BEGIN Data to process

// SPDX-License-Identifier: CEPL-1.0
//! Everything the rules know about live Vulkan objects.
//!
//! Lookups on identities that were never created, or have been destroyed,
//! come back as `None`; mutations on them do nothing.
use std::collections::{HashMap, HashSet};

use ash::vk;
use smallvec::SmallVec;
use tilelint_api::{BufferDesc, DescriptorImageWrite, ImageDesc, SamplerDesc, SubpassLayout};
use tracing::debug;

use crate::formats::{has_stencil, is_compressed_format};

/// Who last defined the contents of an image, and at which submission step.
#[derive(Clone, Copy, Debug, Default, PartialEq, Eq)]
pub enum LastWrite {
    #[default]
    Unknown,
    Store(u64),
    DirectClear(u64),
    Transfer(u64),
    Discard(u64),
}

#[derive(Clone, Debug)]
pub struct ImageState {
    pub desc: ImageDesc,
    pub layout: vk::ImageLayout,
    pub memory: Option<(vk::DeviceMemory, vk::DeviceSize)>,
    pub last_write: LastWrite,
    pub last_read: Option<u64>,
}

impl ImageState {
    fn new(desc: ImageDesc) -> Self {
        ImageState {
            desc,
            layout: vk::ImageLayout::UNDEFINED,
            memory: None,
            last_write: LastWrite::Unknown,
            last_read: None,
        }
    }

    pub fn is_compressed(&self) -> bool {
        is_compressed_format(self.desc.format)
    }

    pub fn is_render_target(&self) -> bool {
        self.desc.usage.intersects(
            vk::ImageUsageFlags::COLOR_ATTACHMENT | vk::ImageUsageFlags::DEPTH_STENCIL_ATTACHMENT,
        )
    }

    /// Whether anything consumed the contents after step `seq`.
    pub fn read_since(&self, seq: u64) -> bool {
        self.last_read.is_some_and(|read| read > seq)
    }
}

#[derive(Clone, Debug)]
pub struct BufferState {
    pub desc: BufferDesc,
    pub memory: Option<(vk::DeviceMemory, vk::DeviceSize)>,
}

/// Attachment references of one subpass, by attachment index.
#[derive(Clone, Debug, Default)]
pub struct SubpassRefs {
    pub color: SmallVec<[u32; 4]>,
    pub depth_stencil: Option<u32>,
}

impl From<&SubpassLayout<'_>> for SubpassRefs {
    fn from(layout: &SubpassLayout<'_>) -> Self {
        SubpassRefs {
            color: layout.color.iter().map(|r| r.attachment).collect(),
            depth_stencil: layout
                .depth_stencil
                .map(|r| r.attachment)
                .filter(|&a| a != vk::ATTACHMENT_UNUSED),
        }
    }
}

#[derive(Clone, Debug)]
struct RenderPassState {
    attachments: SmallVec<[vk::AttachmentDescription; 4]>,
    subpasses: SmallVec<[SubpassRefs; 1]>,
}

#[derive(Clone, Debug)]
struct FramebufferState {
    render_pass: vk::RenderPass,
    views: SmallVec<[vk::ImageView; 4]>,
    extent: vk::Extent2D,
}

#[derive(Clone, Copy, Debug)]
pub struct QueryPoolState {
    pub query_type: vk::QueryType,
    pub query_count: u32,
}

/// One framebuffer attachment with the ops its render pass applies to it.
#[derive(Clone, Copy, Debug, PartialEq, Eq)]
pub struct AttachmentBinding {
    pub index: u32,
    /// `None` when the view behind the attachment is unknown.
    pub image: Option<vk::Image>,
    pub format: vk::Format,
    pub load_op: vk::AttachmentLoadOp,
    pub store_op: vk::AttachmentStoreOp,
    pub stencil_load_op: vk::AttachmentLoadOp,
    pub stencil_store_op: vk::AttachmentStoreOp,
}

impl AttachmentBinding {
    /// The previous contents are read from memory at pass begin.
    pub fn loads(&self) -> bool {
        self.load_op == vk::AttachmentLoadOp::LOAD
            || (has_stencil(self.format) && self.stencil_load_op == vk::AttachmentLoadOp::LOAD)
    }

    /// The contents are written back to memory at pass end.
    pub fn stores(&self) -> bool {
        self.store_op == vk::AttachmentStoreOp::STORE
            || (has_stencil(self.format) && self.stencil_store_op == vk::AttachmentStoreOp::STORE)
    }
}

/// A render pass resolved through a framebuffer down to images.
#[derive(Clone, Debug)]
pub struct ResolvedPass {
    pub bindings: SmallVec<[AttachmentBinding; 4]>,
    pub subpasses: SmallVec<[SubpassRefs; 1]>,
    pub extent: vk::Extent2D,
}

#[derive(Default)]
pub struct ResourceTable {
    images: HashMap<vk::Image, ImageState>,
    buffers: HashMap<vk::Buffer, BufferState>,
    views: HashMap<vk::ImageView, vk::Image>,
    memory: HashMap<vk::DeviceMemory, vk::DeviceSize>,
    samplers: HashMap<vk::Sampler, SamplerDesc>,
    render_passes: HashMap<vk::RenderPass, RenderPassState>,
    framebuffers: HashMap<vk::Framebuffer, FramebufferState>,
    descriptor_sets: HashMap<vk::DescriptorSet, HashMap<(u32, u32), vk::Image>>,
    descriptor_pools: HashMap<vk::DescriptorPool, HashSet<vk::DescriptorSet>>,
    command_pools: HashMap<vk::CommandPool, HashSet<vk::CommandBuffer>>,
    query_pools: HashMap<vk::QueryPool, QueryPoolState>,
}

impl ResourceTable {
    pub fn on_create_image(&mut self, image: vk::Image, desc: ImageDesc) {
        self.images.insert(image, ImageState::new(desc));
    }

    pub fn on_destroy_image(&mut self, image: vk::Image) {
        if self.images.remove(&image).is_none() {
            debug!(?image, "destroy of unknown image");
        }
    }

    pub fn on_bind_image_memory(
        &mut self,
        image: vk::Image,
        memory: vk::DeviceMemory,
        offset: vk::DeviceSize,
    ) {
        match self.images.get_mut(&image) {
            Some(state) => state.memory = Some((memory, offset)),
            None => debug!(?image, "memory bound to unknown image"),
        }
    }

    pub fn on_transition_layout(&mut self, image: vk::Image, layout: vk::ImageLayout) {
        if let Some(state) = self.images.get_mut(&image) {
            state.layout = layout;
        }
    }

    pub fn on_create_buffer(&mut self, buffer: vk::Buffer, desc: BufferDesc) {
        self.buffers.insert(buffer, BufferState { desc, memory: None });
    }

    pub fn on_destroy_buffer(&mut self, buffer: vk::Buffer) {
        self.buffers.remove(&buffer);
    }

    pub fn on_bind_buffer_memory(
        &mut self,
        buffer: vk::Buffer,
        memory: vk::DeviceMemory,
        offset: vk::DeviceSize,
    ) {
        match self.buffers.get_mut(&buffer) {
            Some(state) => state.memory = Some((memory, offset)),
            None => debug!(?buffer, "memory bound to unknown buffer"),
        }
    }

    pub fn on_allocate_memory(&mut self, memory: vk::DeviceMemory, size: vk::DeviceSize) {
        self.memory.insert(memory, size);
    }

    pub fn on_free_memory(&mut self, memory: vk::DeviceMemory) {
        self.memory.remove(&memory);
    }

    pub fn on_create_image_view(&mut self, view: vk::ImageView, image: vk::Image) {
        // Swapchain images never pass through vkCreateImage; keep the link anyway.
        self.views.insert(view, image);
    }

    pub fn on_destroy_image_view(&mut self, view: vk::ImageView) {
        self.views.remove(&view);
    }

    pub fn on_create_sampler(&mut self, sampler: vk::Sampler, desc: SamplerDesc) {
        self.samplers.insert(sampler, desc);
    }

    pub fn on_destroy_sampler(&mut self, sampler: vk::Sampler) {
        self.samplers.remove(&sampler);
    }

    pub fn on_create_render_pass(
        &mut self,
        render_pass: vk::RenderPass,
        attachments: &[vk::AttachmentDescription],
        subpasses: &[SubpassLayout<'_>],
    ) {
        self.render_passes.insert(
            render_pass,
            RenderPassState {
                attachments: attachments.iter().copied().collect(),
                subpasses: subpasses.iter().map(SubpassRefs::from).collect(),
            },
        );
    }

    pub fn on_destroy_render_pass(&mut self, render_pass: vk::RenderPass) {
        self.render_passes.remove(&render_pass);
    }

    pub fn on_create_framebuffer(
        &mut self,
        framebuffer: vk::Framebuffer,
        render_pass: vk::RenderPass,
        views: &[vk::ImageView],
        extent: vk::Extent2D,
    ) {
        self.framebuffers.insert(
            framebuffer,
            FramebufferState {
                render_pass,
                views: views.iter().copied().collect(),
                extent,
            },
        );
    }

    /// Returns whether the framebuffer was known.
    pub fn on_destroy_framebuffer(&mut self, framebuffer: vk::Framebuffer) -> bool {
        self.framebuffers.remove(&framebuffer).is_some()
    }

    pub fn on_create_query_pool(
        &mut self,
        pool: vk::QueryPool,
        query_type: vk::QueryType,
        query_count: u32,
    ) {
        self.query_pools.insert(
            pool,
            QueryPoolState {
                query_type,
                query_count,
            },
        );
    }

    pub fn on_destroy_query_pool(&mut self, pool: vk::QueryPool) {
        self.query_pools.remove(&pool);
    }

    /// Records which image a descriptor slot now points at. Returns it when known.
    pub fn on_write_descriptor(&mut self, write: &DescriptorImageWrite) -> Option<vk::Image> {
        let Some(&image) = self.views.get(&write.image_view) else {
            debug!(view = ?write.image_view, "descriptor write of unknown image view");
            return None;
        };
        self.descriptor_sets
            .entry(write.set)
            .or_default()
            .insert((write.binding, write.array_element), image);
        Some(image)
    }

    /// Sets come back from allocation empty, even when the driver hands out
    /// a handle it used before.
    pub fn on_allocate_descriptor_sets(
        &mut self,
        pool: vk::DescriptorPool,
        sets: &[vk::DescriptorSet],
    ) {
        let owned = self.descriptor_pools.entry(pool).or_default();
        for &set in sets {
            owned.insert(set);
            self.descriptor_sets.remove(&set);
        }
    }

    pub fn on_free_descriptor_set(&mut self, set: vk::DescriptorSet) {
        self.descriptor_sets.remove(&set);
        for owned in self.descriptor_pools.values_mut() {
            if owned.remove(&set) {
                break;
            }
        }
    }

    /// Frees every set allocated from `pool`. The pool itself stays usable.
    pub fn on_reset_descriptor_pool(&mut self, pool: vk::DescriptorPool) {
        let Some(owned) = self.descriptor_pools.get_mut(&pool) else {
            debug!(?pool, "reset of unknown descriptor pool");
            return;
        };
        for set in owned.drain() {
            self.descriptor_sets.remove(&set);
        }
    }

    pub fn on_destroy_descriptor_pool(&mut self, pool: vk::DescriptorPool) {
        self.on_reset_descriptor_pool(pool);
        self.descriptor_pools.remove(&pool);
    }

    pub fn on_allocate_command_buffers(
        &mut self,
        pool: vk::CommandPool,
        command_buffers: &[vk::CommandBuffer],
    ) {
        self.command_pools
            .entry(pool)
            .or_default()
            .extend(command_buffers.iter().copied());
    }

    pub fn on_free_command_buffer(&mut self, command_buffer: vk::CommandBuffer) {
        for owned in self.command_pools.values_mut() {
            if owned.remove(&command_buffer) {
                break;
            }
        }
    }

    /// Command buffers currently allocated from `pool`.
    pub fn command_buffers_in_pool(&self, pool: vk::CommandPool) -> Vec<vk::CommandBuffer> {
        self.command_pools
            .get(&pool)
            .map(|owned| owned.iter().copied().collect())
            .unwrap_or_default()
    }

    /// Forgets `pool` and hands back the command buffers that went with it.
    pub fn on_destroy_command_pool(&mut self, pool: vk::CommandPool) -> Vec<vk::CommandBuffer> {
        self.command_pools
            .remove(&pool)
            .map(|owned| owned.into_iter().collect())
            .unwrap_or_default()
    }

    pub fn image(&self, image: vk::Image) -> Option<&ImageState> {
        self.images.get(&image)
    }

    pub fn image_mut(&mut self, image: vk::Image) -> Option<&mut ImageState> {
        self.images.get_mut(&image)
    }

    pub fn buffer(&self, buffer: vk::Buffer) -> Option<&BufferState> {
        self.buffers.get(&buffer)
    }

    pub fn image_for_view(&self, view: vk::ImageView) -> Option<vk::Image> {
        self.views.get(&view).copied()
    }

    pub fn sampler(&self, sampler: vk::Sampler) -> Option<&SamplerDesc> {
        self.samplers.get(&sampler)
    }

    pub fn allocation_size(&self, memory: vk::DeviceMemory) -> Option<vk::DeviceSize> {
        self.memory.get(&memory).copied()
    }

    pub fn query_pool(&self, pool: vk::QueryPool) -> Option<QueryPoolState> {
        self.query_pools.get(&pool).copied()
    }

    pub fn is_compressed_format(&self, image: vk::Image) -> Option<bool> {
        self.image(image).map(ImageState::is_compressed)
    }

    pub fn is_render_target_usage(&self, image: vk::Image) -> Option<bool> {
        self.image(image).map(ImageState::is_render_target)
    }

    pub fn sample_count(&self, image: vk::Image) -> Option<vk::SampleCountFlags> {
        self.image(image).map(|state| state.desc.samples)
    }

    pub fn mip_levels(&self, image: vk::Image) -> Option<u32> {
        self.image(image).map(|state| state.desc.mip_levels)
    }

    /// Images referenced by the given descriptor sets, deduplicated.
    pub fn images_in_sets(&self, sets: &[vk::DescriptorSet]) -> SmallVec<[vk::Image; 8]> {
        let mut images = SmallVec::<[vk::Image; 8]>::new();
        for slots in sets.iter().filter_map(|set| self.descriptor_sets.get(set)) {
            for &image in slots.values() {
                if !images.contains(&image) {
                    images.push(image);
                }
            }
        }
        images
    }

    /// Resolves `render_pass` through `framebuffer`. `None` if either is unknown.
    pub fn resolve_pass(
        &self,
        render_pass: vk::RenderPass,
        framebuffer: vk::Framebuffer,
    ) -> Option<ResolvedPass> {
        let rp = self.render_passes.get(&render_pass)?;
        let fb = self.framebuffers.get(&framebuffer)?;
        if fb.render_pass != render_pass {
            // Compatible passes share attachment layouts; the ops come from `render_pass`.
            debug!(
                ?framebuffer,
                ?render_pass,
                "framebuffer created against a different render pass"
            );
        }
        let bindings = rp
            .attachments
            .iter()
            .enumerate()
            .map(|(i, desc)| AttachmentBinding {
                index: i as u32,
                image: fb.views.get(i).and_then(|view| self.image_for_view(*view)),
                format: desc.format,
                load_op: desc.load_op,
                store_op: desc.store_op,
                stencil_load_op: desc.stencil_load_op,
                stencil_store_op: desc.stencil_store_op,
            })
            .collect();
        Some(ResolvedPass {
            bindings,
            subpasses: rp.subpasses.clone(),
            extent: fb.extent,
        })
    }
}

END Data to process

■ Assignment ■
Identify the lines in the entries that hold "hands" and return each one.

■ Solution to this exercise ■
    /// Sets come back from allocation empty, even when the driver hands out
    /// Forgets `pool` and hands back the command buffers that went with it.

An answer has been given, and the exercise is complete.